The wind howled and the wolves howled, and I didn’t know which one I was more scared of. The wolves probably wouldn’t attack me, but if they did, I had no strength left with which to fight them off. But the wind…
The guy who’d driven me to this spot, here in the desert, here at this wannabe bus stop, here in the dark, had an evil laugh. It sent shivers up my spine when he asked me where I was going. It caused the hair on the back of my neck to stand up when he put his hand on my leg and he asked me what price I was willing to pay for the ride. And it ended in a rasping gurgle as I tore his throat out while I rode him to a screaming orgasm.
But that was a long time ago. Days? Weeks? No more than a month, I thought. A long time between meals.
And orgasms.
I should have killed him somewhere with other people. Maybe in a hotel with clean white sheets that would have shone with his blood. But his laugh…I had to stop his laugh. And I was hungry.
Wish his car hadn’t been such a piece of shit, though. I couldn’t get it started again, and now it sat off at the edge of the parking lot, a monument to a life poorly lived.
I knew by now that if anyone who happened by this waystation to nowhere got close enough to me to think about picking me up, they’d likely catch a whiff of the rot that had started deep within my bowels and drive off in terror. I would need the right situation just to get away.

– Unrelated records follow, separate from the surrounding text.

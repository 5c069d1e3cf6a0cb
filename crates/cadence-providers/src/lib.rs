use std::sync::Arc;

use async_trait::async_trait;
use reqwest::Client;
use serde::{Deserialize, Serialize};
use serde_json::{json, Value};

use cadence_types::RunStatus;

#[derive(Debug, Clone, Serialize, Deserialize, Default)]
pub struct BackendConfig {
    pub api_key: Option<String>,
    pub url: Option<String>,
    pub assistant_id: Option<String>,
    pub default_model: Option<String>,
}

/// Output of one resolved tool call, echoed back to unblock a run that
/// reached `requires_action`.
#[derive(Debug, Clone, Serialize, Deserialize)]
pub struct ToolOutput {
    pub tool_call_id: String,
    pub output: String,
}

/// The remote collaborator the poller drives. Implementations own the
/// wire protocol; callers treat every operation as an opaque async call
/// that can fail transiently.
#[async_trait]
pub trait RunBackend: Send + Sync {
    async fn create_thread(&self) -> anyhow::Result<String>;
    async fn add_message(&self, thread_id: &str, content: &str) -> anyhow::Result<String>;
    async fn create_run(
        &self,
        thread_id: &str,
        model_override: Option<&str>,
    ) -> anyhow::Result<String>;
    async fn run_status(&self, thread_id: &str, run_id: &str) -> anyhow::Result<RunStatus>;
    async fn submit_tool_outputs(
        &self,
        thread_id: &str,
        run_id: &str,
        outputs: &[ToolOutput],
    ) -> anyhow::Result<()>;
    async fn latest_assistant_message(&self, thread_id: &str) -> anyhow::Result<String>;
}

pub type SharedBackend = Arc<dyn RunBackend>;

/// OpenAI-compatible assistants v2 backend.
pub struct AssistantBackend {
    base_url: String,
    api_key: Option<String>,
    assistant_id: String,
    default_model: Option<String>,
    client: Client,
}

impl AssistantBackend {
    pub fn new(config: &BackendConfig) -> anyhow::Result<Self> {
        let assistant_id = config
            .assistant_id
            .as_deref()
            .map(str::trim)
            .filter(|id| !id.is_empty())
            .map(|id| id.to_string())
            .or_else(|| env_value("CADENCE_ASSISTANT_ID"))
            .ok_or_else(|| {
                anyhow::anyhow!(
                    "assistant_id is not configured. Set it in config.json or export CADENCE_ASSISTANT_ID."
                )
            })?;

        let api_key = config
            .api_key
            .as_deref()
            .filter(|key| !is_placeholder_api_key(key))
            .map(|key| key.to_string())
            .or_else(|| env_value("OPENAI_API_KEY"));

        Ok(Self {
            base_url: normalize_base(config.url.as_deref().unwrap_or("https://api.openai.com/v1")),
            api_key,
            assistant_id,
            default_model: config.default_model.clone(),
            client: Client::new(),
        })
    }

    fn post(&self, path: &str, body: &Value) -> reqwest::RequestBuilder {
        self.decorate(self.client.post(format!("{}{path}", self.base_url)))
            .json(body)
    }

    fn get(&self, path: &str) -> reqwest::RequestBuilder {
        self.decorate(self.client.get(format!("{}{path}", self.base_url)))
    }

    fn decorate(&self, mut req: reqwest::RequestBuilder) -> reqwest::RequestBuilder {
        req = req.header("OpenAI-Beta", "assistants=v2");
        if let Some(api_key) = &self.api_key {
            req = req.bearer_auth(api_key);
        }
        req
    }

    async fn send(&self, req: reqwest::RequestBuilder, what: &str) -> anyhow::Result<Value> {
        let response = req.send().await?;
        let status = response.status();
        let value: Value = response.json().await?;

        if !status.is_success() {
            let detail = extract_api_error(&value)
                .unwrap_or_else(|| format!("{what} request failed with status {status}"));
            anyhow::bail!(detail);
        }
        if let Some(detail) = extract_api_error(&value) {
            anyhow::bail!(detail);
        }
        Ok(value)
    }
}

#[async_trait]
impl RunBackend for AssistantBackend {
    async fn create_thread(&self) -> anyhow::Result<String> {
        let value = self.send(self.post("/threads", &json!({})), "thread creation").await?;
        require_id(&value, "thread")
    }

    async fn add_message(&self, thread_id: &str, content: &str) -> anyhow::Result<String> {
        let body = json!({ "role": "user", "content": content });
        let value = self
            .send(
                self.post(&format!("/threads/{thread_id}/messages"), &body),
                "message submission",
            )
            .await?;
        require_id(&value, "message")
    }

    async fn create_run(
        &self,
        thread_id: &str,
        model_override: Option<&str>,
    ) -> anyhow::Result<String> {
        let model = model_override
            .map(str::trim)
            .filter(|m| !m.is_empty())
            .or(self.default_model.as_deref());
        let mut body = json!({ "assistant_id": self.assistant_id });
        if let Some(model) = model {
            body["model"] = json!(model);
        }
        let value = self
            .send(
                self.post(&format!("/threads/{thread_id}/runs"), &body),
                "run creation",
            )
            .await?;
        require_id(&value, "run")
    }

    async fn run_status(&self, thread_id: &str, run_id: &str) -> anyhow::Result<RunStatus> {
        let value = self
            .send(
                self.get(&format!("/threads/{thread_id}/runs/{run_id}")),
                "run status",
            )
            .await?;
        Ok(decode_run_status(&value))
    }

    async fn submit_tool_outputs(
        &self,
        thread_id: &str,
        run_id: &str,
        outputs: &[ToolOutput],
    ) -> anyhow::Result<()> {
        let body = json!({ "tool_outputs": outputs });
        self.send(
            self.post(
                &format!("/threads/{thread_id}/runs/{run_id}/submit_tool_outputs"),
                &body,
            ),
            "tool output submission",
        )
        .await?;
        Ok(())
    }

    async fn latest_assistant_message(&self, thread_id: &str) -> anyhow::Result<String> {
        let value = self
            .send(
                self.get(&format!("/threads/{thread_id}/messages?order=desc&limit=10")),
                "message retrieval",
            )
            .await?;
        extract_assistant_text(&value).ok_or_else(|| {
            anyhow::anyhow!(
                "no assistant message found on thread `{}` (response: {})",
                thread_id,
                truncate_for_error(&value.to_string(), 500)
            )
        })
    }
}

fn env_value(name: &str) -> Option<String> {
    std::env::var(name).ok().filter(|v| !v.trim().is_empty())
}

fn is_placeholder_api_key(value: &str) -> bool {
    let trimmed = value.trim();
    trimmed.is_empty()
        || trimmed.eq_ignore_ascii_case("x")
        || trimmed.eq_ignore_ascii_case("placeholder")
}

fn normalize_base(input: &str) -> String {
    if input.ends_with("/v1") {
        input.trim_end_matches('/').to_string()
    } else {
        format!("{}/v1", input.trim_end_matches('/'))
    }
}

fn truncate_for_error(input: &str, max_len: usize) -> String {
    if input.len() <= max_len {
        input.to_string()
    } else {
        format!("{}...", &input[..max_len])
    }
}

fn require_id(value: &Value, what: &str) -> anyhow::Result<String> {
    value
        .get("id")
        .and_then(|v| v.as_str())
        .map(|s| s.to_string())
        .ok_or_else(|| {
            anyhow::anyhow!(
                "backend returned no {what} id (response: {})",
                truncate_for_error(&value.to_string(), 500)
            )
        })
}

fn decode_run_status(value: &Value) -> RunStatus {
    value
        .get("status")
        .and_then(|v| v.as_str())
        .map(RunStatus::parse)
        .unwrap_or(RunStatus::Unknown)
}

fn extract_api_error(value: &Value) -> Option<String> {
    value
        .get("error")
        .and_then(|v| v.get("message"))
        .and_then(|v| v.as_str())
        .map(|s| s.to_string())
}

/// Pulls the text of the newest assistant message out of a
/// list-messages response. Content blocks other than `text` are skipped.
fn extract_assistant_text(value: &Value) -> Option<String> {
    let data = value.get("data")?.as_array()?;
    let message = data
        .iter()
        .find(|m| m.get("role").and_then(|v| v.as_str()) == Some("assistant"))?;
    let blocks = message.get("content")?.as_array()?;

    let mut out = String::new();
    for block in blocks {
        if block.get("type").and_then(|v| v.as_str()) != Some("text") {
            continue;
        }
        if let Some(text) = block
            .get("text")
            .and_then(|v| v.get("value"))
            .and_then(|v| v.as_str())
        {
            out.push_str(text);
        }
    }
    if out.trim().is_empty() {
        None
    } else {
        Some(out)
    }
}

#[cfg(test)]
mod tests {
    use super::*;

    #[test]
    fn normalize_base_appends_v1_once() {
        assert_eq!(normalize_base("https://api.openai.com/v1"), "https://api.openai.com/v1");
        assert_eq!(normalize_base("https://api.openai.com/"), "https://api.openai.com/v1");
        assert_eq!(normalize_base("http://localhost:8080"), "http://localhost:8080/v1");
    }

    #[test]
    fn placeholder_api_keys_are_rejected() {
        assert!(is_placeholder_api_key(""));
        assert!(is_placeholder_api_key("  "));
        assert!(is_placeholder_api_key("x"));
        assert!(is_placeholder_api_key("PLACEHOLDER"));
        assert!(!is_placeholder_api_key("sk-real-key"));
    }

    #[test]
    fn decode_run_status_reads_status_field() {
        let value = json!({ "id": "run_1", "status": "in_progress" });
        assert_eq!(decode_run_status(&value), RunStatus::InProgress);
        let value = json!({ "id": "run_1", "status": "cancelling" });
        assert_eq!(decode_run_status(&value), RunStatus::Unknown);
        let value = json!({ "id": "run_1" });
        assert_eq!(decode_run_status(&value), RunStatus::Unknown);
    }

    #[test]
    fn extract_api_error_reads_nested_message() {
        let value = json!({ "error": { "message": "rate limited", "type": "rate_limit" } });
        assert_eq!(extract_api_error(&value).as_deref(), Some("rate limited"));
        assert_eq!(extract_api_error(&json!({ "id": "x" })), None);
    }

    #[test]
    fn extract_assistant_text_joins_text_blocks_and_skips_other_roles() {
        let value = json!({
            "data": [
                { "role": "user", "content": [ { "type": "text", "text": { "value": "hi" } } ] },
                {
                    "role": "assistant",
                    "content": [
                        { "type": "text", "text": { "value": "Hello " } },
                        { "type": "image_file", "image_file": { "file_id": "f1" } },
                        { "type": "text", "text": { "value": "there." } }
                    ]
                }
            ]
        });
        // data is newest-first; the first assistant entry wins
        assert_eq!(extract_assistant_text(&value).as_deref(), Some("Hello there."));
    }

    #[test]
    fn extract_assistant_text_returns_none_without_assistant_message() {
        let value = json!({ "data": [ { "role": "user", "content": [] } ] });
        assert_eq!(extract_assistant_text(&value), None);
    }

    #[test]
    fn backend_requires_assistant_id() {
        let config = BackendConfig {
            api_key: Some("sk-test".to_string()),
            ..BackendConfig::default()
        };
        // guard against ambient configuration leaking into the test
        if std::env::var("CADENCE_ASSISTANT_ID").is_ok() {
            return;
        }
        let err = AssistantBackend::new(&config).err().expect("expected error");
        assert!(err.to_string().contains("assistant_id is not configured"));
    }
}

The howls started up again, and this time I knew it was the wind…and more. I’d begun hoping it was a lone wolf, maybe a weak one that I could overpower and give me at least some chance at, well, something. Coming out of the northwest, however, wasn’t a wolf.
I had hoped that I’d put Her behind me, although part of me knew that had always been a dream. How could I escape Her, when She knew every inch of me better than I knew myself, when She’d held my heart in one hand and my mind in the other and called upon the Dark Lord for power? The things She’d taught me in a thousand and one nights of pleasure and pain had only been the merest fraction of what She knew, and yet I thought I could get away.
Well, I was still mortal, after a fashion. What chance did I have of truly understanding Her?
The lights at this station illuminated an area maybe forty feet across, but I thought I saw glimmers of something out beyond their reach. I didn’t stand to meet Her – She wouldn’t have cared and I didn’t have the strength. But I did call Her name.